» TASK DIRECTIONS:
Which lines in the records below hold the word "bool"? Copy each of them.

» MATERIAL FOR THIS EXERCISE:
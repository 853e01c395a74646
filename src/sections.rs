//! Section classification: definition headers, free-text headers, and
//! trigger lines.
//!
//! Matching is structural (prefix patterns on the cleaned line), never a
//! parse of the section body.

use once_cell::sync::Lazy;
use regex::Regex;

static DEF_HEADER: Lazy<Regex> = Lazy::new(|| Regex::new(r"^\[(\w+)\s+([^\]]+)\]").unwrap());
static COMMENT_HEADER: Lazy<Regex> =
    Lazy::new(|| Regex::new(r"(?i)^\[COMMENT(?:\s+[^\]]+)?\]").unwrap());
static TRIGGER: Lazy<Regex> = Lazy::new(|| Regex::new(r"(?i)^\s*ON\s*=\s*@?.+").unwrap());

#[derive(Debug, Clone, PartialEq, Eq)]
/// What a cleaned line means for section tracking.
pub enum LineClass<'a> {
    /// `[COMMENT ...]`: unconditional free text.
    CommentHeader,
    /// `[TYPE args]` with the type uppercased.
    Header { kind: String, args: &'a str },
    /// `ON=@Event`
    Trigger,
    Body,
}

pub fn classify(line: &str) -> LineClass<'_> {
    if COMMENT_HEADER.is_match(line) {
        return LineClass::CommentHeader;
    }
    if let Some(caps) = DEF_HEADER.captures(line) {
        if let (Some(kind), Some(args)) = (caps.get(1), caps.get(2)) {
            return LineClass::Header {
                kind: kind.as_str().to_ascii_uppercase(),
                args: args.as_str().trim(),
            };
        }
    }
    if TRIGGER.is_match(line) {
        return LineClass::Trigger;
    }
    LineClass::Body
}

/// Sections whose bodies are prose.
pub fn is_free_text(kind: &str) -> bool {
    kind == "BOOK" || kind == "COMMENT"
}

/// `[DEFNAME x]`: the first word of every line is a declared name.
pub fn is_defname_table(kind: &str) -> bool {
    kind == "DEFNAME"
}

/// Compatibility alias tables: every token on every line is a declared name.
pub fn is_alias_table(kind: &str) -> bool {
    kind == "RESDEFNAME" || kind == "RES_RESDEFNAME"
}

#[cfg(test)]
mod tests {
    use super::*;

    #[test]
    fn test_classify_headers() {
        assert_eq!(
            classify("[itemdef i_test]"),
            LineClass::Header {
                kind: "ITEMDEF".into(),
                args: "i_test"
            }
        );
        assert_eq!(
            classify("[DIALOG d_x  BUTTON ]"),
            LineClass::Header {
                kind: "DIALOG".into(),
                args: "d_x  BUTTON"
            }
        );
        // terminal marker carries no args, so it is not a header
        assert_eq!(classify("[EOF]"), LineClass::Body);
    }

    #[test]
    fn test_classify_comment_before_header() {
        assert_eq!(classify("[COMMENT notes]"), LineClass::CommentHeader);
        assert_eq!(classify("[comment]"), LineClass::CommentHeader);
    }

    #[test]
    fn test_classify_triggers() {
        assert_eq!(classify("ON=@Create"), LineClass::Trigger);
        assert_eq!(classify("on = @DropOn Char"), LineClass::Trigger);
        assert_eq!(classify("ONCLICK=1"), LineClass::Body);
        assert_eq!(classify("ON="), LineClass::Body);
    }

    #[test]
    fn test_section_kinds() {
        assert!(is_free_text("BOOK"));
        assert!(is_alias_table("RES_RESDEFNAME"));
        assert!(!is_alias_table("DEFNAME"));
        assert!(is_defname_table("DEFNAME"));
    }
}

» RESPONSE BELOW:
pub fn is_free_text(kind: &str) -> bool {
pub fn is_defname_table(kind: &str) -> bool {
pub fn is_alias_table(kind: &str) -> bool {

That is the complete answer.